JAKARTA - Kepala Pusat Pelaporan dan Analisis Transaksi Keuangan (PPATK), Ivan Yustiavandana menyebut sebanyak 50 persen dari total uang yang dimiliki Aksi Cepat Tanggap (ACT) sebesar Rp.1,7 Triliun digunakan untuk entitas pribadi. Hal ini disampaikan usai melakukan pertemuan tertutup dengan Menteri Sosial (Mensos) di Kantor Kemensos, Jakarta, Kamis,(04/08/2022).
Diketahui, saat ini PPATK telah memblokir 843 rekening ACT beserta afiliasinya. Dari ratusan rekening digunakan untuk mengalirkan dana ke ACT hingga terkumpul total Rp 1,7 triliun.
"Jadi PPATK melihat ada 1,7 T uang yang mengalir ke ACT dan kita melihat lebih dari 50 persennya itu mengalir ke entitas-entitas yang terafiliasi kepada pihak-pihak pribadi,"ujar dia.
Bahkan Ivan menduga dana umat sebesar 50 persen itu digunakan dengan tidak pruden dan tidak akuntabel.
"Angkanya itu masih 1 triliunan yang kita lihat ya.
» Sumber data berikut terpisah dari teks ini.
// =============================================================================
// DCA engine — interval accumulation into weakness
// =============================================================================
//
// Buys a fixed tranche once per interval, only while price sits below the
// medium moving average (accumulate into weakness, not strength). Last-buy
// timestamps are persisted per market under `dca.last_buy_time.<market>` and
// restored lazily, so restarts never double-buy inside an interval.
// =============================================================================

use std::collections::HashMap;
use std::sync::Arc;

use async_trait::async_trait;
use chrono::{DateTime, Utc};
use parking_lot::RwLock;
use rust_decimal::prelude::FromPrimitive;
use rust_decimal::Decimal;
use tracing::warn;

use crate::config_store::ConfigStore;
use crate::strategy::{SignalAction, Strategy, StrategyContext, TradingSignal};
use crate::types::{normalize_market, Side, StrategyCode};

/// Moving-average window for the weakness filter.
const MA_LEN: usize = 20;
/// Default buy interval between tranches.
const DEFAULT_INTERVAL_SECS: i64 = 86_400;

fn last_buy_key(market: &str) -> String {
    format!("dca.last_buy_time.{}", normalize_market(market))
}

pub struct DcaStrategy {
    config: Arc<ConfigStore>,
    last_buy: RwLock<HashMap<String, Option<DateTime<Utc>>>>,
}

impl DcaStrategy {
    pub fn new(config: Arc<ConfigStore>) -> Self {
        Self {
            config,
            last_buy: RwLock::new(HashMap::new()),
        }
    }

    /// Read the cached last-buy time, restoring from the config store on the
    /// first miss per market.
    fn last_buy_time(&self, market: &str) -> Option<DateTime<Utc>> {
        let market = normalize_market(market);
        if let Some(cached) = self.last_buy.read().get(&market) {
            return *cached;
        }

        let restored = {
            let raw = self.config.get(&last_buy_key(&market), "");
            if raw.is_empty() {
                None
            } else {
                match raw.parse::<DateTime<Utc>>() {
                    Ok(ts) => Some(ts),
                    Err(e) => {
                        warn!(market = %market, error = %e, "unparseable dca last-buy timestamp");
                        None
                    }
                }
            }
        };
        self.last_buy.write().insert(market, restored);
        restored
    }

    fn interval_secs(&self) -> i64 {
        self.config
            .get_i64("strategy.dca.interval_secs", DEFAULT_INTERVAL_SECS)
            .max(60)
    }
}

#[async_trait]
impl Strategy for DcaStrategy {
    fn code(&self) -> StrategyCode {
        StrategyCode::Dca
    }

    fn analyze(&self, ctx: &StrategyContext<'_>) -> TradingSignal {
        let price = ctx.current_price;

        if ctx.candles.len() < MA_LEN {
            return TradingSignal::hold(ctx.market, self.code(), price, "insufficient candles");
        }

        let interval = self.interval_secs();
        if let Some(last) = self.last_buy_time(ctx.market) {
            let elapsed = (Utc::now() - last).num_seconds();
            if elapsed < interval {
                return TradingSignal::hold(
                    ctx.market,
                    self.code(),
                    price,
                    "inside accumulation interval",
                );
            }
        }

        // Weakness filter: only accumulate below the moving average.
        let ma: f64 = ctx.candles[ctx.candles.len() - MA_LEN..]
            .iter()
            .map(|c| c.close_f())
            .sum::<f64>()
            / MA_LEN as f64;
        let ma_dec = Decimal::from_f64(ma).unwrap_or(Decimal::ZERO);
        if ma_dec <= Decimal::ZERO || price >= ma_dec {
            return TradingSignal::hold(ctx.market, self.code(), price, "price above average");
        }

        // Deeper discount, stronger conviction.
        let price_f = rust_decimal::prelude::ToPrimitive::to_f64(&price).unwrap_or(ma);
        let discount_pct = ((ma - price_f) / ma) * 100.0;
        let confidence = (50.0 + discount_pct * 5.0).clamp(40.0, 90.0);

        TradingSignal {
            market: normalize_market(ctx.market),
            action: SignalAction::Buy,
            confidence,
            price,
            reason: format!("dca tranche: {discount_pct:.2}% below {MA_LEN}-bar average"),
            strategy: self.code(),
        }
    }

    async fn on_order_filled(&self, market: &str, side: Side, _price: Decimal) {
        if side != Side::Buy {
            return;
        }
        let market = normalize_market(market);
        let now = Utc::now();
        self.last_buy.write().insert(market.clone(), Some(now));
        if let Err(e) = self
            .config
            .set_with_meta(
                &last_buy_key(&market),
                &now.to_rfc3339(),
                Some("strategy"),
                None,
            )
            .await
        {
            warn!(market = %market, error = %e, "failed to persist dca last-buy time");
        }
    }
}

// =============================================================================
// Tests
// =============================================================================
Sementara ini masih kita duga dipergunakan oleh, secara tidak pruden lah, tidak akuntabel,"tutur ivan.
Lantas Ivan menyampaikan entitas-entitas pribadi yang menerima dana itu merupakan anak-anak usaha ACT. Lalu uang tersebut dialirkan ke pengurus-pengurus ACT.
"Ada kelompok-kelompok di masing-masing, jadi ACT punya kegiatan-kegiatan usaha lain. Jadi kegiatan usaha lain itu yang kemudian menerima dana, dan dana itu ada kembali lagi ke pengurus. Kelompok-kelompok kegiatan usaha dibawah entitas A ini dimiliki oleh, terafiliasi dengan para pemilik di A nya tadi,"tuturnya.
Dirinya pun turut menyayangkan penyelewengan dana umat yang dilakukan ACT digunakan untuk kepentingan pribadi mulai dari membayar kesehatan hingga membeli rumah.
"Jadi kita melihat ada kepentingan untuk buat pembayaran kesehatan, pembelian villa, kemudian pembelian apa, pembelian rumah, pembelian asset, segala macem yang memang tidak diperuntukkan untuk kepentingan sosial,"kata Ivan.